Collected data
______
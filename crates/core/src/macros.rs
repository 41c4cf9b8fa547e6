//! Helper macro for enums persisted as TEXT columns.
//!
//! Each variant maps to a fixed upper-case string. The generated type gets
//! `as_str`, `Display`, `FromStr` and a string-based serde representation so the
//! same spelling is used in SQL rows, JSON payloads and log fields.

/// Declare a `Copy` enum whose variants serialize as fixed strings.
#[macro_export]
macro_rules! define_text_enum {
    (
        $(#[$meta:meta])*
        $name:ident {
            $( $(#[$vmeta:meta])* $variant:ident => $text:literal ),+ $(,)?
        }
    ) => {
        $(#[$meta])*
        #[derive(Debug, Clone, Copy, PartialEq, Eq, Hash, PartialOrd, Ord)]
        pub enum $name {
            $( $(#[$vmeta])* $variant ),+
        }

        impl $name {
            /// Every variant, in declaration order.
            pub const ALL: &'static [$name] = &[$($name::$variant),+];

            /// The persisted spelling of this variant.
            pub fn as_str(self) -> &'static str {
                match self {
                    $( $name::$variant => $text ),+
                }
            }
        }

        impl std::fmt::Display for $name {
            fn fmt(&self, f: &mut std::fmt::Formatter<'_>) -> std::fmt::Result {
                f.write_str(self.as_str())
            }
        }

        impl std::str::FromStr for $name {
            type Err = $crate::error::CoreError;

            fn from_str(s: &str) -> Result<Self, Self::Err> {
                match s {
                    $( $text => Ok($name::$variant), )+
                    other => Err($crate::error::CoreError::Validation(format!(
                        "Unknown {} '{}'",
                        stringify!($name),
                        other
                    ))),
                }
            }
        }

        impl serde::Serialize for $name {
            fn serialize<S: serde::Serializer>(&self, serializer: S) -> Result<S::Ok, S::Error> {
                serializer.serialize_str(self.as_str())
            }
        }

        impl<'de> serde::Deserialize<'de> for $name {
            fn deserialize<D: serde::Deserializer<'de>>(deserializer: D) -> Result<Self, D::Error> {
                let text = String::deserialize(deserializer)?;
                text.parse().map_err(serde::de::Error::custom)
            }
        }
    };
}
______
### What to do
Each entry needs to be given again exactly as it stands.

### Response to this exercise
filename crates/core/src/macros.rs
repository 41c4cf9b8fa547e6
//! Helper macro for enums persisted as TEXT columns.
//!
//! Each variant maps to a fixed upper-case string. The generated type gets
//! `as_str`, `Display`, `FromStr` and a string-based serde representation so the
//! same spelling is used in SQL rows, JSON payloads and log fields.

/// Declare a `Copy` enum whose variants serialize as fixed strings.
#[macro_export]
macro_rules! define_text_enum {
    (
        $(#[$meta:meta])*
        $name:ident {
            $( $(#[$vmeta:meta])* $variant:ident => $text:literal ),+ $(,)?
        }
    ) => {
        $(#[$meta])*
        #[derive(Debug, Clone, Copy, PartialEq, Eq, Hash, PartialOrd, Ord)]
        pub enum $name {
            $( $(#[$vmeta])* $variant ),+
        }

        impl $name {
            /// Every variant, in declaration order.
            pub const ALL: &'static [$name] = &[$($name::$variant),+];

            /// The persisted spelling of this variant.
            pub fn as_str(self) -> &'static str {
                match self {
                    $( $name::$variant => $text ),+
                }
            }
        }

        impl std::fmt::Display for $name {
            fn fmt(&self, f: &mut std::fmt::Formatter<'_>) -> std::fmt::Result {
                f.write_str(self.as_str())
            }
        }

        impl std::str::FromStr for $name {
            type Err = $crate::error::CoreError;

            fn from_str(s: &str) -> Result<Self, Self::Err> {
                match s {
                    $( $text => Ok($name::$variant), )+
                    other => Err($crate::error::CoreError::Validation(format!(
                        "Unknown {} '{}'",
                        stringify!($name),
                        other
                    ))),
                }
            }
        }

        impl serde::Serialize for $name {
            fn serialize<S: serde::Serializer>(&self, serializer: S) -> Result<S::Ok, S::Error> {
                serializer.serialize_str(self.as_str())
            }
        }

        impl<'de> serde::Deserialize<'de> for $name {
            fn deserialize<D: serde::Deserializer<'de>>(deserializer: D) -> Result<Self, D::Error> {
                let text = String::deserialize(deserializer)?;
                text.parse().map_err(serde::de::Error::custom)
            }
        }
    };
}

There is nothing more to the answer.